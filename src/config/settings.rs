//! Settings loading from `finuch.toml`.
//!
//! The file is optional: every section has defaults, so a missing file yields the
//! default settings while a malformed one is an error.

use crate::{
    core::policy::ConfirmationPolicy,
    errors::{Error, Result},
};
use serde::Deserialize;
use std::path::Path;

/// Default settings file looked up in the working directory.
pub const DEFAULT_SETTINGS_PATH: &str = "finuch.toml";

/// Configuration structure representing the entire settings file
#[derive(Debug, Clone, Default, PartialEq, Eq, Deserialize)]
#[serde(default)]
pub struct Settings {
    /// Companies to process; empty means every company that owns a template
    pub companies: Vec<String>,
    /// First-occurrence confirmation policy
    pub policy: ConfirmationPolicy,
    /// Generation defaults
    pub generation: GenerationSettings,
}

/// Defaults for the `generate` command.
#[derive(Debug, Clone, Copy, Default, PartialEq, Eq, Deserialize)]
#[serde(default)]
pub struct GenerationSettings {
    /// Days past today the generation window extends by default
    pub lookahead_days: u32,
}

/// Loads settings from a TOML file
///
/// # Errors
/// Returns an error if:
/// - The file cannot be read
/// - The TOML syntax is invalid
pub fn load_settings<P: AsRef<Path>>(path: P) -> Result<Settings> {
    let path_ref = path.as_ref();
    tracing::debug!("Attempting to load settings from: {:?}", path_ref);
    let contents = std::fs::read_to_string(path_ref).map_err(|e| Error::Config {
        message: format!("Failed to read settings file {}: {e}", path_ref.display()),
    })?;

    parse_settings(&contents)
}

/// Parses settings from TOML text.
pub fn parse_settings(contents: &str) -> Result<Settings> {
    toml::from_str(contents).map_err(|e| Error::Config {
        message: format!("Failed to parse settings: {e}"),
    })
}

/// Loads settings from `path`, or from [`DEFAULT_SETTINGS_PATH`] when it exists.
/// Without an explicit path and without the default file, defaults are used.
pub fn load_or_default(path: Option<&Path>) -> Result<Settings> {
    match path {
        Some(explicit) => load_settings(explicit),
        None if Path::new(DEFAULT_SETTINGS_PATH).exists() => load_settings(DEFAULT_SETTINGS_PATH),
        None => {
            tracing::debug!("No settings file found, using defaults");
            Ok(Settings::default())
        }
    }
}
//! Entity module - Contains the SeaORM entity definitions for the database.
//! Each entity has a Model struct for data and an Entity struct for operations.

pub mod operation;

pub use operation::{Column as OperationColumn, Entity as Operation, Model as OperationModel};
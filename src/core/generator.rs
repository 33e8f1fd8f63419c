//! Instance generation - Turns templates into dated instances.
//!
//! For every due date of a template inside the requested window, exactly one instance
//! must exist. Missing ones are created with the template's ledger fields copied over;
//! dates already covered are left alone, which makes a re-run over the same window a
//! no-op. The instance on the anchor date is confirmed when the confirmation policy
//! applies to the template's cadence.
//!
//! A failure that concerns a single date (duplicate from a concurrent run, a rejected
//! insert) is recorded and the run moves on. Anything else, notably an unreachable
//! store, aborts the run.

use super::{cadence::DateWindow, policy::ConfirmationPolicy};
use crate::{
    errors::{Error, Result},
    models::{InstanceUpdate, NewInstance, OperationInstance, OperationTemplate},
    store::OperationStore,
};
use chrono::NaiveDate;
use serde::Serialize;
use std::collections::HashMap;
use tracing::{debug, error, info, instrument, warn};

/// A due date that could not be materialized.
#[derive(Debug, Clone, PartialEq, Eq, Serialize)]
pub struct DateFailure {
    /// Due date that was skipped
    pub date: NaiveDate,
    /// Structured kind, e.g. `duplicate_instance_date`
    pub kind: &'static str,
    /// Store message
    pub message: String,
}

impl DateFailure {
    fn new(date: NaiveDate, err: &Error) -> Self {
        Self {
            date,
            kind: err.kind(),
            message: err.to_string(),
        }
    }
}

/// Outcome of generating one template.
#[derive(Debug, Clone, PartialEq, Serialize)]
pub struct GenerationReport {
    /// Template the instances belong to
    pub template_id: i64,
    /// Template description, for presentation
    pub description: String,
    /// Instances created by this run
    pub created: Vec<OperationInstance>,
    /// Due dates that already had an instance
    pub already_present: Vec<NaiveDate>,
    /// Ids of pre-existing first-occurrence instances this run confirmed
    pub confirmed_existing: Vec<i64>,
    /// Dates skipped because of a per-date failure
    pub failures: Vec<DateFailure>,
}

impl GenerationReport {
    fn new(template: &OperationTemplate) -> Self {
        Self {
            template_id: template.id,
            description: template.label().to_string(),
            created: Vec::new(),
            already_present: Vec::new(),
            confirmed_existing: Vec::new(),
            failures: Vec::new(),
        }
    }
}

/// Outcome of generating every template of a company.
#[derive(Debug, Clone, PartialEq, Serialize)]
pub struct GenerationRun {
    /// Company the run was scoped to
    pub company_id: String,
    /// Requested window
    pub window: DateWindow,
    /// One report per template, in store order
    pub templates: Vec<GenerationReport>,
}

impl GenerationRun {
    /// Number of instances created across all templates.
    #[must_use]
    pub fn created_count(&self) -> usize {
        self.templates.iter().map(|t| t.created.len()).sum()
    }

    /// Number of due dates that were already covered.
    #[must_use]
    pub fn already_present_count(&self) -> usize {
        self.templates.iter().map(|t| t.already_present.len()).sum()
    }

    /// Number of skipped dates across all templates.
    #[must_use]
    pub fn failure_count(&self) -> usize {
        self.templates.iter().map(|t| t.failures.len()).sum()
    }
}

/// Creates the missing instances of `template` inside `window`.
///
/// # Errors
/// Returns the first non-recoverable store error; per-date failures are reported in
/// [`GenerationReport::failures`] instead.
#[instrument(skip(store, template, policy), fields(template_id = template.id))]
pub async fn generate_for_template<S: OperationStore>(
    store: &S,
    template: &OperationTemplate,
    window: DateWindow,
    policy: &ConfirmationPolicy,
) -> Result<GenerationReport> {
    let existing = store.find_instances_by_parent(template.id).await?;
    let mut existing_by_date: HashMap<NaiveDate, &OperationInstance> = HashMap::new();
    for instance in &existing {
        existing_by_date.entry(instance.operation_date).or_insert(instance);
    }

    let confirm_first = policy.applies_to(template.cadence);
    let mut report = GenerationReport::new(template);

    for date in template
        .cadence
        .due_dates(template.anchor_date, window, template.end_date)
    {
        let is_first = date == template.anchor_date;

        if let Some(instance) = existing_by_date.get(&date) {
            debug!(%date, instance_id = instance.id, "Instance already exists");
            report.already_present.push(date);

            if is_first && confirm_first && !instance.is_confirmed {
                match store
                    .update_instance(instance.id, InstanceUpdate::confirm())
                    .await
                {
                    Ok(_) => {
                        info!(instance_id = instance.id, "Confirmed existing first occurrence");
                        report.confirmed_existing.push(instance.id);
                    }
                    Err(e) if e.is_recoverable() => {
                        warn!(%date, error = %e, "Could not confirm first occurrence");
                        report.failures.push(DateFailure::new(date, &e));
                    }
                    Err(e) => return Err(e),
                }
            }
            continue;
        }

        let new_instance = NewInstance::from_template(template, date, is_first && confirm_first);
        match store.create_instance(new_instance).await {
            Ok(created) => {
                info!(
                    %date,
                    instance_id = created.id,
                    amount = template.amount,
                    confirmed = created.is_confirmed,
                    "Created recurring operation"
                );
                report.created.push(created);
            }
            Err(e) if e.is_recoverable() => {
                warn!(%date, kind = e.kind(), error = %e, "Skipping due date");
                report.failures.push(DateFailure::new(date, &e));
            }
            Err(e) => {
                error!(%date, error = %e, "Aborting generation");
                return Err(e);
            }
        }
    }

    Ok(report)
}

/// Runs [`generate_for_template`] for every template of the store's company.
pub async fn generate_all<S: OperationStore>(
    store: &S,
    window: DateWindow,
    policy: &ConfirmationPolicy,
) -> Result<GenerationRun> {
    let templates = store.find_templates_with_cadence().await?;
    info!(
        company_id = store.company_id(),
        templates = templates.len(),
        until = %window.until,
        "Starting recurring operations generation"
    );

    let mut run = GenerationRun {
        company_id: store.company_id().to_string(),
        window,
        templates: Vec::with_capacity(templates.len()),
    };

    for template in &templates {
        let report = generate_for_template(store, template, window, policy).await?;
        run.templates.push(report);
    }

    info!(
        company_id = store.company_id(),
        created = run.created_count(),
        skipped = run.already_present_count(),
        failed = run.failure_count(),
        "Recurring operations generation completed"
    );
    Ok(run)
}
◆ ◆ ◆ ◆
Task prompt ▸ Would you please write out, exactly and with no other lines, the stretch of the listing above from the line containing "to load settings" through the line containing "use std::collections::HashMap;"?

Exercise solution ▸
    tracing::debug!("Attempting to load settings from: {:?}", path_ref);
    let contents = std::fs::read_to_string(path_ref).map_err(|e| Error::Config {
        message: format!("Failed to read settings file {}: {e}", path_ref.display()),
    })?;

    parse_settings(&contents)
}

/// Parses settings from TOML text.
pub fn parse_settings(contents: &str) -> Result<Settings> {
    toml::from_str(contents).map_err(|e| Error::Config {
        message: format!("Failed to parse settings: {e}"),
    })
}

/// Loads settings from `path`, or from [`DEFAULT_SETTINGS_PATH`] when it exists.
/// Without an explicit path and without the default file, defaults are used.
pub fn load_or_default(path: Option<&Path>) -> Result<Settings> {
    match path {
        Some(explicit) => load_settings(explicit),
        None if Path::new(DEFAULT_SETTINGS_PATH).exists() => load_settings(DEFAULT_SETTINGS_PATH),
        None => {
            tracing::debug!("No settings file found, using defaults");
            Ok(Settings::default())
        }
    }
}
//! Entity module - Contains the SeaORM entity definitions for the database.
//! Each entity has a Model struct for data and an Entity struct for operations.

pub mod operation;

pub use operation::{Column as OperationColumn, Entity as Operation, Model as OperationModel};
filename src/core/generator.rs
repository 33e8f1fd8f63419c
//! Instance generation - Turns templates into dated instances.
//!
//! For every due date of a template inside the requested window, exactly one instance
//! must exist. Missing ones are created with the template's ledger fields copied over;
//! dates already covered are left alone, which makes a re-run over the same window a
//! no-op. The instance on the anchor date is confirmed when the confirmation policy
//! applies to the template's cadence.
//!
//! A failure that concerns a single date (duplicate from a concurrent run, a rejected
//! insert) is recorded and the run moves on. Anything else, notably an unreachable
//! store, aborts the run.

use super::{cadence::DateWindow, policy::ConfirmationPolicy};
use crate::{
    errors::{Error, Result},
    models::{InstanceUpdate, NewInstance, OperationInstance, OperationTemplate},
    store::OperationStore,
};
use chrono::NaiveDate;
use serde::Serialize;
use std::collections::HashMap;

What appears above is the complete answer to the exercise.